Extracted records
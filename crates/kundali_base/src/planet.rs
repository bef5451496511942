//! The nine planets of the sidereal chart and sign lordship.

use crate::rasi::Rasi;

/// The 9 planets, in computation order.
///
/// Ord matches this declaration order so BTreeMap-keyed chart output
/// iterates deterministically.
#[derive(Debug, Clone, Copy, PartialEq, Eq, Hash, PartialOrd, Ord)]
pub enum Planet {
    Sun,
    Moon,
    Mercury,
    Venus,
    Mars,
    Jupiter,
    Saturn,
    Rahu,
    Ketu,
}

/// All 9 planets in computation order.
pub const ALL_PLANETS: [Planet; 9] = [
    Planet::Sun,
    Planet::Moon,
    Planet::Mercury,
    Planet::Venus,
    Planet::Mars,
    Planet::Jupiter,
    Planet::Saturn,
    Planet::Rahu,
    Planet::Ketu,
];

/// The 7 classical planets in Parashara order (Sun, Moon, Mars, Mercury,
/// Jupiter, Venus, Saturn). This is the contributor order used by the
/// ashtakavarga rules tables.
pub const SAPTA_PLANETS: [Planet; 7] = [
    Planet::Sun,
    Planet::Moon,
    Planet::Mars,
    Planet::Mercury,
    Planet::Jupiter,
    Planet::Venus,
    Planet::Saturn,
];

impl Planet {
    /// Planet name.
    pub const fn name(self) -> &'static str {
        match self {
            Self::Sun => "Sun",
            Self::Moon => "Moon",
            Self::Mercury => "Mercury",
            Self::Venus => "Venus",
            Self::Mars => "Mars",
            Self::Jupiter => "Jupiter",
            Self::Saturn => "Saturn",
            Self::Rahu => "Rahu",
            Self::Ketu => "Ketu",
        }
    }

    /// 0-based index into ALL_PLANETS.
    pub const fn index(self) -> u8 {
        match self {
            Self::Sun => 0,
            Self::Moon => 1,
            Self::Mercury => 2,
            Self::Venus => 3,
            Self::Mars => 4,
            Self::Jupiter => 5,
            Self::Saturn => 6,
            Self::Rahu => 7,
            Self::Ketu => 8,
        }
    }

    /// Parse a planet from its name. Case-sensitive.
    pub fn from_name(name: &str) -> Option<Self> {
        ALL_PLANETS.iter().copied().find(|p| p.name() == name)
    }

    /// Lunar nodes (Rahu, Ketu) have no physical body.
    pub const fn is_node(self) -> bool {
        matches!(self, Self::Rahu | Self::Ketu)
    }
}

/// Planetary lord of a sign. Standard lordship, universal convention.
pub const fn sign_lord(rasi: Rasi) -> Planet {
    match rasi {
        Rasi::Aries | Rasi::Scorpio => Planet::Mars,
        Rasi::Taurus | Rasi::Libra => Planet::Venus,
        Rasi::Gemini | Rasi::Virgo => Planet::Mercury,
        Rasi::Cancer => Planet::Moon,
        Rasi::Leo => Planet::Sun,
        Rasi::Sagittarius | Rasi::Pisces => Planet::Jupiter,
        Rasi::Capricorn | Rasi::Aquarius => Planet::Saturn,
    }
}

/// Lord of a sign by 0-based index. Returns None if index >= 12.
pub fn sign_lord_by_index(rasi_index: u8) -> Option<Planet> {
    Rasi::from_index(rasi_index).map(sign_lord)
}

#[cfg(test)]
mod tests {
    use super::*;

    #[test]
    fn all_planets_count() {
        assert_eq!(ALL_PLANETS.len(), 9);
        assert_eq!(SAPTA_PLANETS.len(), 7);
    }

    #[test]
    fn planet_indices_sequential() {
        for (i, p) in ALL_PLANETS.iter().enumerate() {
            assert_eq!(p.index() as usize, i);
        }
    }

    #[test]
    fn ord_matches_index() {
        for pair in ALL_PLANETS.windows(2) {
            assert!(pair[0] < pair[1]);
        }
    }

    #[test]
    fn from_name_round_trip() {
        for p in ALL_PLANETS {
            assert_eq!(Planet::from_name(p.name()), Some(p));
        }
        assert_eq!(Planet::from_name("Pluto"), None);
    }

    #[test]
    fn nodes() {
        assert!(Planet::Rahu.is_node());
        assert!(Planet::Ketu.is_node());
        assert!(!Planet::Sun.is_node());
    }

    #[test]
    fn lordship_dual_ruled() {
        assert_eq!(sign_lord(Rasi::Aries), Planet::Mars);
        assert_eq!(sign_lord(Rasi::Scorpio), Planet::Mars);
        assert_eq!(sign_lord(Rasi::Taurus), Planet::Venus);
        assert_eq!(sign_lord(Rasi::Libra), Planet::Venus);
        assert_eq!(sign_lord(Rasi::Gemini), Planet::Mercury);
        assert_eq!(sign_lord(Rasi::Virgo), Planet::Mercury);
        assert_eq!(sign_lord(Rasi::Sagittarius), Planet::Jupiter);
        assert_eq!(sign_lord(Rasi::Pisces), Planet::Jupiter);
        assert_eq!(sign_lord(Rasi::Capricorn), Planet::Saturn);
        assert_eq!(sign_lord(Rasi::Aquarius), Planet::Saturn);
    }

    #[test]
    fn lordship_luminaries() {
        assert_eq!(sign_lord(Rasi::Leo), Planet::Sun);
        assert_eq!(sign_lord(Rasi::Cancer), Planet::Moon);
    }

    #[test]
    fn lord_by_index() {
        assert_eq!(sign_lord_by_index(0), Some(Planet::Mars));
        assert_eq!(sign_lord_by_index(4), Some(Planet::Sun));
        assert_eq!(sign_lord_by_index(12), None);
    }
}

§ **WORK ORDER**
What is needed is every line from the data above that includes the string "computation", copied out.

§ **RESPONSE BOX**
/// The 9 planets, in computation order.
/// All 9 planets in computation order.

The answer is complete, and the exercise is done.